Winston Weinberg, co-founder of legal AI company Harvey, marked his 30th birthday not with a party but with work calls and a walk by the beach. He believes founders must “outcare and outwork” competitors in an industry where speed is everything.

Founded in 2022 by Weinberg (a former lawyer) and ex-DeepMind scientist Gabe Pereyra, Harvey has grown from one client to more than 500, including major law firms and in-house legal teams at KKR and Bridgewater. Its annual recurring revenue has reached $100 million, and it was recently valued at $5 billion after a funding round backed by Kleiner Perkins, Coatue, Sequoia, OpenAI, and Google Ventures.

Harvey utilises large language models to expedite legal tasks, such as document review and research, thereby freeing lawyers to focus on higher-level work. Its first major client was A&O Shearman, and since then it has rapidly expanded globally, opening offices in London, New York, San Francisco, and soon Australia, Toronto, Germany, and India. It also entered a partnership with LexisNexis to develop litigation tools.
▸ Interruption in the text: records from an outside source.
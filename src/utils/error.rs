use thiserror::Error;

#[derive(Error, Debug)]
pub enum GenError {
    #[error("Cannot read or write '{path}': {source}")]
    IoError {
        path: String,
        #[source]
        source: std::io::Error,
    },

    #[error("Failed to fetch '{url}': {reason}")]
    NetworkError { url: String, reason: String },

    #[error("{document} failed schema validation:\n{}", .details.join("\n"))]
    ValidationError {
        document: String,
        details: Vec<String>,
    },

    #[error("Configuration error: {message}")]
    ConfigError { message: String },

    #[error("Configuration error: '{collection}' is missing or empty")]
    EmptyCollectionError { collection: String },

    #[error("Configuration error: port '{slug}' has alias '{alias}', which is not a known port")]
    DanglingAliasError { slug: String, alias: String },

    #[error("Invalid value for '{field}' ({value}): {reason}")]
    InvalidConfigValueError {
        field: String,
        value: String,
        reason: String,
    },

    #[error("Section '{section}' not found in document: {reason}")]
    SectionNotFoundError { section: String, reason: String },
}

#[derive(Debug, Clone, Copy, PartialEq, Eq)]
pub enum ErrorCategory {
    Io,
    Network,
    Validation,
    Configuration,
    Render,
}

#[derive(Debug, Clone, Copy, PartialEq, Eq, PartialOrd, Ord)]
pub enum ErrorSeverity {
    Low,
    Medium,
    High,
    Critical,
}

impl GenError {
    pub fn io(path: impl Into<String>, source: std::io::Error) -> Self {
        GenError::IoError {
            path: path.into(),
            source,
        }
    }

    pub fn network(url: impl Into<String>, reason: impl ToString) -> Self {
        GenError::NetworkError {
            url: url.into(),
            reason: reason.to_string(),
        }
    }

    pub fn category(&self) -> ErrorCategory {
        match self {
            GenError::IoError { .. } => ErrorCategory::Io,
            GenError::NetworkError { .. } => ErrorCategory::Network,
            GenError::ValidationError { .. } => ErrorCategory::Validation,
            GenError::ConfigError { .. }
            | GenError::EmptyCollectionError { .. }
            | GenError::DanglingAliasError { .. }
            | GenError::InvalidConfigValueError { .. } => ErrorCategory::Configuration,
            GenError::SectionNotFoundError { .. } => ErrorCategory::Render,
        }
    }

    pub fn severity(&self) -> ErrorSeverity {
        match self.category() {
            ErrorCategory::Render => ErrorSeverity::Low,
            ErrorCategory::Network => ErrorSeverity::Medium,
            ErrorCategory::Validation | ErrorCategory::Configuration => ErrorSeverity::High,
            ErrorCategory::Io => ErrorSeverity::Critical,
        }
    }

    /// Everything except a splice failure aborts the run before the README is touched.
    pub fn is_fatal(&self) -> bool {
        self.category() != ErrorCategory::Render
    }

    /// Process exit status for a run that stopped on this error.
    pub fn exit_code(&self) -> i32 {
        match self.category() {
            ErrorCategory::Render => 0,
            ErrorCategory::Validation | ErrorCategory::Configuration => 1,
            ErrorCategory::Network => 2,
            ErrorCategory::Io => 3,
        }
    }

    pub fn recovery_suggestion(&self) -> &'static str {
        match self {
            GenError::IoError { .. } => "Check that the file exists and is readable from the working directory",
            GenError::NetworkError { .. } => "Check network access to the userstyles repository and run again",
            GenError::ValidationError { .. } => {
                "Fix the reported fields so the catalog matches its schema"
            }
            GenError::DanglingAliasError { .. } => {
                "Point the alias at an existing port slug or remove it"
            }
            GenError::EmptyCollectionError { .. } => {
                "Make sure the catalog file has at least one entry"
            }
            GenError::ConfigError { .. } | GenError::InvalidConfigValueError { .. } => {
                "Review the command line flags and portlist.toml"
            }
            GenError::SectionNotFoundError { .. } => {
                "Add matching AUTOGEN START/END markers to the README"
            }
        }
    }

    pub fn user_friendly_message(&self) -> String {
        match self.category() {
            ErrorCategory::Io => format!("File access failed: {}", self),
            ErrorCategory::Network => format!("Could not download the userstyles catalog: {}", self),
            ErrorCategory::Validation => format!("A catalog is invalid: {}", self),
            ErrorCategory::Configuration => self.to_string(),
            ErrorCategory::Render => format!("README was only partially updated: {}", self),
        }
    }
}

pub type Result<T> = std::result::Result<T, GenError>;
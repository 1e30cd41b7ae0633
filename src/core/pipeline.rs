use crate::core::catalog::{group, merge};
use crate::core::render::{render_port_list, render_showcases};
use crate::core::schema::SchemaSet;
use crate::core::splice::{replace_section, PORTLIST_SECTION, SHOWCASE_SECTION};
use crate::core::{ConfigProvider, LoadReport, Pipeline, RawDocuments, Storage, TransformResult};
use crate::utils::error::{GenError, Result};
use reqwest::Client;

pub struct ReadmePipeline<S: Storage, C: ConfigProvider> {
    storage: S,
    config: C,
    client: Client,
}

impl<S: Storage, C: ConfigProvider> ReadmePipeline<S, C> {
    pub fn new(storage: S, config: C) -> Self {
        Self {
            storage,
            config,
            client: Client::new(),
        }
    }

    async fn read_text(&self, path: &str) -> Result<String> {
        let bytes = self.storage.read_file(path).await?;
        String::from_utf8(bytes).map_err(|e| {
            GenError::io(
                path,
                std::io::Error::new(std::io::ErrorKind::InvalidData, e),
            )
        })
    }

    async fn fetch_text(&self, url: &str) -> Result<String> {
        tracing::debug!("Fetching userstyles catalog from: {}", url);
        let response = self
            .client
            .get(url)
            .send()
            .await
            .map_err(|e| GenError::network(url, e))?;

        tracing::debug!("Userstyles response status: {}", response.status());
        let response = response
            .error_for_status()
            .map_err(|e| GenError::network(url, e))?;

        let bytes = response
            .bytes()
            .await
            .map_err(|e| GenError::network(url, e))?;
        String::from_utf8(bytes.to_vec())
            .map_err(|_| GenError::network(url, "response body is not UTF-8 text"))
    }
}

#[async_trait::async_trait]
impl<S: Storage, C: ConfigProvider> Pipeline for ReadmePipeline<S, C> {
    async fn extract(&self) -> Result<RawDocuments> {
        // 三個來源互不依賴，依序讀取即可
        let ports = self.read_text(self.config.ports_path()).await?;
        let categories = self.read_text(self.config.categories_path()).await?;
        let userstyles = self.fetch_text(self.config.userstyles_url()).await?;

        tracing::debug!(
            "Loaded {} + {} bytes locally, {} bytes remotely",
            ports.len(),
            categories.len(),
            userstyles.len()
        );

        Ok(RawDocuments {
            ports,
            categories,
            userstyles,
        })
    }

    async fn transform(&self, raw: RawDocuments) -> Result<TransformResult> {
        let schemas = SchemaSet::embedded()?;

        let ports_doc = schemas.ports(self.config.ports_path(), &raw.ports)?;
        let categories_doc = schemas.categories(self.config.categories_path(), &raw.categories)?;
        let userstyles_doc = schemas.userstyles(self.config.userstyles_url(), &raw.userstyles)?;

        if ports_doc.ports.is_empty() {
            return Err(GenError::EmptyCollectionError {
                collection: "ports".to_string(),
            });
        }
        if categories_doc.categories.is_empty() {
            return Err(GenError::EmptyCollectionError {
                collection: "categories".to_string(),
            });
        }
        if userstyles_doc.userstyles.is_empty() {
            return Err(GenError::EmptyCollectionError {
                collection: "userstyles".to_string(),
            });
        }

        tracing::debug!(
            "Validated {} ports, {} categories, {} userstyles",
            ports_doc.ports.len(),
            categories_doc.categories.len(),
            userstyles_doc.userstyles.len()
        );

        let merged = merge(ports_doc.ports, userstyles_doc.userstyles);
        let buckets = group(&merged)?;

        for key in buckets.keys() {
            if !categories_doc.categories.iter().any(|c| &c.key == key) {
                tracing::warn!("Category '{}' is used but not declared; its entries are not listed", key);
            }
        }

        let row_count = buckets.values().map(Vec::len).sum();
        Ok(TransformResult {
            portlist: render_port_list(&categories_doc.categories, &buckets),
            showcase: render_showcases(ports_doc.showcases.as_deref()),
            row_count,
        })
    }

    async fn load(&self, result: TransformResult) -> Result<LoadReport> {
        let readme_path = self.config.readme_path();
        let original = self.read_text(readme_path).await?;

        let mut sections = vec![(PORTLIST_SECTION, result.portlist.as_str())];
        if let Some(showcase) = result.showcase.as_deref() {
            sections.push((SHOWCASE_SECTION, showcase));
        }

        let mut document = original;
        let mut report = LoadReport {
            output_path: readme_path.to_string(),
            updated_sections: Vec::new(),
            failed_sections: Vec::new(),
        };

        // 任一區段失敗只記錄，不中斷；其餘區段照常更新
        for (section, content) in sections {
            match replace_section(&document, content, section) {
                Ok(updated) => {
                    document = updated;
                    report.updated_sections.push(section.to_string());
                }
                Err(e) => {
                    tracing::error!("❌ Could not update {} section: {}", section, e);
                    report.failed_sections.push((section.to_string(), e.to_string()));
                }
            }
        }

        tracing::debug!("Writing {} bytes to {}", document.len(), readme_path);
        self.storage
            .write_file(readme_path, document.as_bytes())
            .await?;

        Ok(report)
    }
}
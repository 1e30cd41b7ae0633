use crate::domain::model::{
    Buckets, Catalog, MappedPort, Port, PortKind, Row, Support, Userstyle,
};
use crate::utils::error::{GenError, Result};
use std::cmp::Ordering;

const GITHUB_ORG: &str = "https://github.com/catppuccin";

/// Ports and userstyles under one slug namespace, in first-insertion order.
pub type MergedCatalog = Catalog<MappedPort>;

/// Last write wins on a slug collision; the entry keeps the position of the first insert.
pub fn merge(ports: Catalog<Port>, userstyles: Catalog<Userstyle>) -> MergedCatalog {
    let entries = ports
        .into_iter()
        .map(|(slug, port)| (slug, MappedPort::Port(port)))
        .chain(
            userstyles
                .into_iter()
                .map(|(slug, style)| (slug, MappedPort::Userstyle(style))),
        );

    let mut merged = MergedCatalog::new();
    for (slug, entry) in entries {
        let kind = entry.kind();
        if let Some(previous) = merged.insert(slug.clone(), entry) {
            tracing::debug!(
                "{} '{}' replaces an existing {} with the same slug",
                kind,
                slug,
                previous.kind()
            );
        }
    }
    merged
}

pub fn resolve_url(slug: &str, entry: &MappedPort) -> String {
    if let Some(url) = entry.url() {
        return url.to_string();
    }
    match entry.kind() {
        PortKind::Port => format!("{}/{}", GITHUB_ORG, entry.alias().unwrap_or(slug)),
        PortKind::Userstyle => format!("{}/userstyles/tree/main/styles/{}", GITHUB_ORG, slug),
    }
}

/// Case-insensitive first, so "alacritty" and "Alacritty" sit together; on a case-only
/// difference the lowercase spelling comes first. Characters compare by code point, so
/// accented names such as "Éclair" sort after every ASCII name rather than next to "E".
pub fn compare_names(a: &str, b: &str) -> Ordering {
    a.to_lowercase()
        .cmp(&b.to_lowercase())
        .then_with(|| b.cmp(a))
}

/// Buckets every entry under its primary category, one row for the entry itself plus one
/// per supported variant, sorted by display name.
pub fn group(catalog: &MergedCatalog) -> Result<Buckets> {
    let mut buckets = Buckets::new();

    for (slug, entry) in catalog.iter() {
        let primary = entry
            .categories()
            .first()
            .ok_or_else(|| GenError::ConfigError {
                message: format!("{} '{}' has no categories", entry.kind(), slug),
            })?;

        if let Some(alias) = entry.alias() {
            if !catalog.contains_key(alias) {
                return Err(GenError::DanglingAliasError {
                    slug: slug.to_string(),
                    alias: alias.to_string(),
                });
            }
        }

        let url = resolve_url(slug, entry);
        let bucket = buckets.entry(primary.clone()).or_default();
        bucket.push(row(slug, entry, entry.name(), &url, entry.supports().cloned()));

        if let Some(supports) = entry.supports() {
            for (key, support) in supports.iter() {
                let narrowed = std::iter::once((key.to_string(), support.clone())).collect();
                bucket.push(row(slug, entry, &support.name, &url, Some(narrowed)));
            }
        }
    }

    // 排序一次即可，sort_by 是穩定排序
    for bucket in buckets.values_mut() {
        bucket.sort_by(|a, b| compare_names(&a.name, &b.name));
    }

    Ok(buckets)
}

fn row(
    slug: &str,
    entry: &MappedPort,
    name: &str,
    url: &str,
    supports: Option<Catalog<Support>>,
) -> Row {
    Row {
        slug: slug.to_string(),
        kind: entry.kind(),
        name: name.to_string(),
        url: url.to_string(),
        categories: entry.categories().to_vec(),
        alias: entry.alias().map(str::to_string),
        supports,
        extra: entry.extra().clone(),
    }
}
//! SQLite storage bootstrap for the workspace key-value store.
//!
//! # Responsibility
//! - Open and configure SQLite connections.
//! - Apply schema migrations before any key is read or written.
//!
//! # Invariants
//! - Migration version is tracked via `PRAGMA user_version`.
//! - A database written by a newer binary is rejected, never downgraded.

use std::error::Error;
use std::fmt::{Display, Formatter};

pub mod migrations;
mod open;

pub use open::{open_db, open_db_in_memory};

pub type DbResult<T> = Result<T, DbError>;

#[derive(Debug)]
pub enum DbError {
    Sqlite(rusqlite::Error),
    UnsupportedSchemaVersion {
        db_version: u32,
        latest_supported: u32,
    },
}

impl Display for DbError {
    fn fmt(&self, f: &mut Formatter<'_>) -> std::fmt::Result {
        match self {
            Self::Sqlite(err) => write!(f, "{err}"),
            Self::UnsupportedSchemaVersion {
                db_version,
                latest_supported,
            } => write!(
                f,
                "database schema version {db_version} is newer than supported {latest_supported}"
            ),
        }
    }
}

impl Error for DbError {
    fn source(&self) -> Option<&(dyn Error + 'static)> {
        match self {
            Self::Sqlite(err) => Some(err),
            Self::UnsupportedSchemaVersion { .. } => None,
        }
    }
}

impl From<rusqlite::Error> for DbError {
    fn from(value: rusqlite::Error) -> Self {
        Self::Sqlite(value)
    }
}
Investors see Harvey as transformative: Sequoia’s Pat Grady noted that it produces better results than junior associates. However, critics argue that it is little more than a legally flavoured ChatGPT, with some dismissing it as Silicon Valley hype. Harvey counters that its purpose-built legal focus, multi-model system, bulk document handling, and enterprise security set it apart.

The company charges a few hundred dollars per user each month. Its valuation far exceeds rivals like Luminance, Legora, and Noxtua. Though Weinberg hints at a future stock market listing, he prefers Harvey to remain independent for now.

Weinberg, who spends much of the year living out of hotels, acknowledges the surreal pace of Harvey’s rise: “We need to move really, really fast – but actually don’t break things.”